# Finding yield strength with a load/displacement curve

• I
• Ferdiss
Ferdiss
Hi! I have done a simulation where I got out the load/displacement curve of a steel beam that is simply supported with an equally distributed load across the whole length (10 m). I want to field the point at which the steel yields. I am used to use the 0,2% value on a stress/strain curve, but how do I do it at a load/displacement curve? I have the units N on y-axis and m on x-axis.

Is it correct to say that strain is displacement(in z-direction, in the lateral direction of the beam) / l0(10 meters) ? Even though the displacement is in 'another direction' than the beam length?

So strain = 0,002 * 10 meters = 0,02 m?

Thank you!

Last edited:
Welcome, @Ferdiss !

Do you have any specification of material and type of that beam?

berkeman
Hi, it is a steel beam S355. A simply supported beam with a uniformly distributed load :)

Hi @Ferdiss

No, you cannot compute strain that way. Unlike a bar in pure tension under axial load, this is a beam bending problem where strain is maximum at the outer fibers of the beam at the beam center location. If you have a plot of load vs displacement z, you can get the 0.002 z yield by drawing ne parallel from .002 z to the linear portion of curve and find the yield load and hence z. load. To convert to strain you need to compute z by the defection equation of the simple support beam (proportional to L^3/EI) and computes tress from the maximum moment (Mc/I) where c is rhe distance neutral axis to outer fiber. Then you compute strain using Hooke Law ( stress = E x strain) and find strain as proportional to zc/L^2 . This max strain at beam center.

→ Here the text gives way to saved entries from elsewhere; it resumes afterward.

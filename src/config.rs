//! Forwarder configuration file
//!
//! Declares one or more forwarders in YAML. Token fields support `${ENV_VAR}`
//! expansion so secrets can stay out of the file.
//!
//! ```yaml
//! forwarders:
//!   - url: https://ssh.example.com
//!     listener: tcp://localhost:2222
//!     service_token_id: "${WSCARRIER_TOKEN_ID}"
//!     service_token_secret: "${WSCARRIER_TOKEN_SECRET}"
//!     destination: ssh.internal:22
//! ```

use anyhow::{Context, Result};
use regex_lite::{Captures, Regex};
use serde::{Deserialize, Serialize};
use std::path::Path;
use std::sync::LazyLock;
use wscarrier_lib::{
    ensure_url_scheme, resolve_destination, HeaderBuilder, StartOptions,
};
use wscarrier_proto::listener_address;

/// Top-level configuration file format
#[derive(Debug, Clone, Default, Serialize, Deserialize)]
pub struct CarrierConfig {
    #[serde(default)]
    pub forwarders: Vec<ForwarderConfig>,
}

/// A single local listener tunneled to one origin
#[derive(Debug, Clone, Serialize, Deserialize)]
pub struct ForwarderConfig {
    /// Remote origin the WebSocket upgrade targets
    pub url: String,

    /// Local address to listen on (e.g. `tcp://localhost:2222`)
    pub listener: String,

    /// Service token client ID (supports ${ENV_VAR} expansion)
    #[serde(default, skip_serializing_if = "Option::is_none")]
    pub service_token_id: Option<String>,

    /// Service token client secret (supports ${ENV_VAR} expansion)
    #[serde(default, skip_serializing_if = "Option::is_none")]
    pub service_token_secret: Option<String>,

    /// Jump destination behind the access front end
    #[serde(default, skip_serializing_if = "Option::is_none")]
    pub destination: Option<String>,

    /// Connection override (`host`, `host:port` or `sni:port:realhost`)
    #[serde(default, skip_serializing_if = "Option::is_none")]
    pub connect_to: Option<String>,

    /// Extra upgrade headers as `"key: value"` strings
    #[serde(default, skip_serializing_if = "Vec::is_empty")]
    pub headers: Vec<String>,

    /// Per-connection deadline in seconds
    #[serde(default, skip_serializing_if = "Option::is_none")]
    pub connection_timeout_seconds: Option<u64>,
}

impl CarrierConfig {
    /// Load config from a specific file path
    pub fn load(path: &Path) -> Result<Self> {
        let content = std::fs::read_to_string(path)
            .with_context(|| format!("Failed to read config file: {:?}", path))?;

        Self::parse(&content)
    }

    /// Parse config from YAML string
    pub fn parse(content: &str) -> Result<Self> {
        let config: CarrierConfig =
            serde_yaml::from_str(content).context("Failed to parse YAML config")?;

        config.validate()?;
        Ok(config)
    }

    fn validate(&self) -> Result<()> {
        if self.forwarders.is_empty() {
            anyhow::bail!("No forwarders defined in config file");
        }

        let mut listeners = std::collections::HashSet::new();
        for forwarder in &self.forwarders {
            if forwarder.url.trim().is_empty() {
                anyhow::bail!("Forwarder on '{}' has an empty url", forwarder.listener);
            }

            let address = listener_address(&forwarder.listener)?;
            if !listeners.insert(address.clone()) {
                anyhow::bail!("Duplicate forwarder listener: {}", address);
            }
        }

        Ok(())
    }
}

impl ForwarderConfig {
    /// Local `host:port` to bind
    pub fn listener_address(&self) -> Result<String> {
        Ok(listener_address(&self.listener)?)
    }

    /// Session options for this forwarder, with headers and any
    /// connection override applied
    pub fn start_options(&self) -> Result<StartOptions> {
        let expand = |value: &Option<String>| value.as_deref().map(expand_env_vars);

        let mut builder = HeaderBuilder::new().pairs(&self.headers);
        if let Some(id) = expand(&self.service_token_id) {
            builder = builder.client_id(&id);
        }
        if let Some(secret) = expand(&self.service_token_secret) {
            builder = builder.client_secret(&secret);
        }
        if let Some(destination) = &self.destination {
            builder = builder.jump_destination(destination);
        }

        let options = StartOptions::new(ensure_url_scheme(&self.url)).with_headers(builder.build());
        let connect_to = self.connect_to.as_deref().unwrap_or_default();

        resolve_destination(connect_to, options)
            .with_context(|| format!("Invalid connect_to for forwarder on {}", self.listener))
    }
}

static ENV_VAR_PATTERN: LazyLock<Option<Regex>> =
    LazyLock::new(|| Regex::new(r"\$\{([^}]+)\}").ok());

/// Expand `${VAR}` references. Unset variables expand to an empty string.
pub fn expand_env_vars(input: &str) -> String {
    match ENV_VAR_PATTERN.as_ref() {
        Some(pattern) => pattern
            .replace_all(input, |caps: &Captures<'_>| {
                std::env::var(&caps[1]).unwrap_or_default()
            })
            .into_owned(),
        None => input.to_string(),
    }
}
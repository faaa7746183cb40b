//! WebSocket dialer for the carrier
//!
//! Opens the single WebSocket a carrier connection tunnels its byte stream
//! through. The dial sequence is:
//!
//! 1. TCP connect to the origin host and port
//! 2. For `wss` origins, a rustls handshake presenting either the origin host
//!    or the overridden server name as SNI
//! 3. The HTTP upgrade, carrying access headers and the `Host` override
//!
//! The [`WebSocketDialer`] trait is the seam carrier code depends on, so tests
//! and embedders can supply their own transport.

pub mod config;
pub mod dialer;
pub mod error;

pub use config::WebSocketConfig;
pub use dialer::{build_upgrade_request, CarrierSocket, TungsteniteDialer, WebSocketDialer};
pub use error::{TransportError, TransportResult};
//! Stream-over-WebSocket carrier
//!
//! Tunnels arbitrary byte streams through authenticated WebSocket connections
//! so that protocols without HTTP awareness, such as SSH, can pass through an
//! HTTP(S) access front end.
//!
//! Two modes drive [`CarrierConnection`]s:
//! - [`Forwarder`]: binds a local TCP listener and tunnels every accepted
//!   connection independently
//! - [`StdioClient`]: tunnels the process's stdin/stdout as one stream
//!
//! # Example
//!
//! ```no_run
//! use tokio_util::sync::CancellationToken;
//! use wscarrier_lib::{Forwarder, StartOptions};
//! use wscarrier_transport_websocket::{TungsteniteDialer, WebSocketConfig};
//!
//! # async fn run() -> Result<(), Box<dyn std::error::Error>> {
//! let options = StartOptions::new("https://ssh.example.com");
//! let dialer = TungsteniteDialer::new(WebSocketConfig::default())?;
//! let forwarder = Forwarder::bind("127.0.0.1:2222", dialer, options).await?;
//! forwarder.run(CancellationToken::new()).await?;
//! # Ok(())
//! # }
//! ```

pub mod connection;
pub mod error;
pub mod forwarder;
pub mod stdio;

pub use connection::{CarrierConnection, RelayControl, RelayEnd, RelaySummary};
pub use error::{CarrierError, CarrierResult, RelayDirection};
pub use forwarder::{Forwarder, InFlight};
pub use stdio::{StdioClient, StdioStream};

// Re-export the configuration surface
pub use wscarrier_proto::{
    build_request_headers, ensure_url_scheme, resolve_destination, DestinationOverride,
    HeaderBuilder, StartOptions, TlsClientConfig,
};
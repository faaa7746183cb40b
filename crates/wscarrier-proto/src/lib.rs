//! Carrier Protocol Definitions
//!
//! This crate defines the configuration surface shared by every carrier mode:
//! the fixed access header names, the header set attached to the WebSocket
//! upgrade, the compact `host[:port[:realhost]]` connection override grammar and
//! the per-session [`StartOptions`].

pub mod destination;
pub mod error;
pub mod headers;
pub mod options;

pub use destination::{resolve_destination, DestinationOverride};
pub use error::{ProtoError, ProtoResult};
pub use headers::{
    build_request_headers, HeaderBuilder, ACCESS_CLIENT_ID_HEADER, ACCESS_CLIENT_SECRET_HEADER,
    JUMP_DESTINATION_HEADER,
};
pub use options::{ensure_url_scheme, listener_address, StartOptions, TlsClientConfig};
//! WebSocket dialer configuration

use crate::error::{TransportError, TransportResult};
use std::sync::Arc;
use std::time::Duration;

/// Dialer-wide settings shared by every carrier connection
#[derive(Debug, Clone)]
pub struct WebSocketConfig {
    /// Upper bound on TCP connect + TLS + upgrade
    pub connect_timeout: Duration,

    /// Maximum incoming message size
    pub max_message_size: usize,

    /// Extra DER-encoded root certificates; webpki roots are used when empty
    pub root_certs: Vec<Vec<u8>>,
}

impl Default for WebSocketConfig {
    fn default() -> Self {
        Self {
            connect_timeout: Duration::from_secs(30),
            max_message_size: 16 * 1024 * 1024, // 16MB
            root_certs: Vec::new(),
        }
    }
}

impl WebSocketConfig {
    pub fn with_connect_timeout(mut self, timeout: Duration) -> Self {
        self.connect_timeout = timeout;
        self
    }

    /// Trust an additional DER-encoded root certificate
    pub fn with_root_cert(mut self, der: Vec<u8>) -> Self {
        self.root_certs.push(der);
        self
    }

    pub(crate) fn tungstenite_config(
        &self,
    ) -> tokio_tungstenite::tungstenite::protocol::WebSocketConfig {
        let mut config = tokio_tungstenite::tungstenite::protocol::WebSocketConfig::default();
        config.max_message_size = Some(self.max_message_size);
        config
    }

    /// Build rustls TlsConnector, optionally skipping certificate verification
    pub(crate) fn build_tls_connector(
        &self,
        insecure_skip_verify: bool,
    ) -> TransportResult<tokio_rustls::TlsConnector> {
        ensure_crypto_provider();

        let client_crypto = if insecure_skip_verify {
            rustls::ClientConfig::builder()
                .dangerous()
                .with_custom_certificate_verifier(SkipVerification::new())
                .with_no_client_auth()
        } else {
            let mut roots = rustls::RootCertStore::empty();
            if self.root_certs.is_empty() {
                roots.extend(webpki_roots::TLS_SERVER_ROOTS.iter().cloned());
            } else {
                for cert_der in &self.root_certs {
                    roots
                        .add(rustls::pki_types::CertificateDer::from(cert_der.clone()))
                        .map_err(|e| TransportError::Tls(format!("Invalid root cert: {}", e)))?;
                }
            }

            rustls::ClientConfig::builder()
                .with_root_certificates(roots)
                .with_no_client_auth()
        };

        Ok(tokio_rustls::TlsConnector::from(Arc::new(client_crypto)))
    }
}

static CRYPTO_PROVIDER_INIT: std::sync::Once = std::sync::Once::new();

fn ensure_crypto_provider() {
    CRYPTO_PROVIDER_INIT.call_once(|| {
        if rustls::crypto::ring::default_provider()
            .install_default()
            .is_err()
        {
            tracing::debug!("Rustls crypto provider already installed");
        }
    });
}

// Accepts any server certificate; only used for SNI overrides
#[derive(Debug)]
struct SkipVerification;

impl SkipVerification {
    fn new() -> Arc<Self> {
        Arc::new(Self)
    }
}

impl rustls::client::danger::ServerCertVerifier for SkipVerification {
    fn verify_server_cert(
        &self,
        _end_entity: &rustls::pki_types::CertificateDer<'_>,
        _intermediates: &[rustls::pki_types::CertificateDer<'_>],
        _server_name: &rustls::pki_types::ServerName<'_>,
        _ocsp_response: &[u8],
        _now: rustls::pki_types::UnixTime,
    ) -> Result<rustls::client::danger::ServerCertVerified, rustls::Error> {
        Ok(rustls::client::danger::ServerCertVerified::assertion())
    }

    fn verify_tls12_signature(
        &self,
        _message: &[u8],
        _cert: &rustls::pki_types::CertificateDer<'_>,
        _dss: &rustls::DigitallySignedStruct,
    ) -> Result<rustls::client::danger::HandshakeSignatureValid, rustls::Error> {
        Ok(rustls::client::danger::HandshakeSignatureValid::assertion())
    }

    fn verify_tls13_signature(
        &self,
        _message: &[u8],
        _cert: &rustls::pki_types::CertificateDer<'_>,
        _dss: &rustls::DigitallySignedStruct,
    ) -> Result<rustls::client::danger::HandshakeSignatureValid, rustls::Error> {
        Ok(rustls::client::danger::HandshakeSignatureValid::assertion())
    }

    fn supported_verify_schemes(&self) -> Vec<rustls::SignatureScheme> {
        rustls::crypto::ring::default_provider()
            .signature_verification_algorithms
            .supported_schemes()
    }
}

Last edited by a moderator:
In a tensile test, the onset of yielding will show on practically the entire cross-section. So, spotting the point at which the force-displacement curve deviates from linear is relatively easy. For bending, the situation is different. In bending, yield begins at the portions of the beam furthest from the neutral axis and spreads to the entire cross section as the load increases. Thus, the deviation of the force-displacement curve from linearity is more subtle.

To find an estimate of the yield strength from a force-displacement curve, where the force here is the value of the distributed load q and the displacement is that of the beam at L/2, look for the first sign of deviation from linear. At that load, you can calculate the stress by using the normal stress in bending equation.

$$\sigma = \frac{Mc}{I}$$

and the maximum moment on the midpoint cross-section is

$$M = \frac{qL^2}{8}$$.

Plugging in the expression for M into the stress equation, with q equal to the load at deviation from linearity, is your estimate of the yield stress.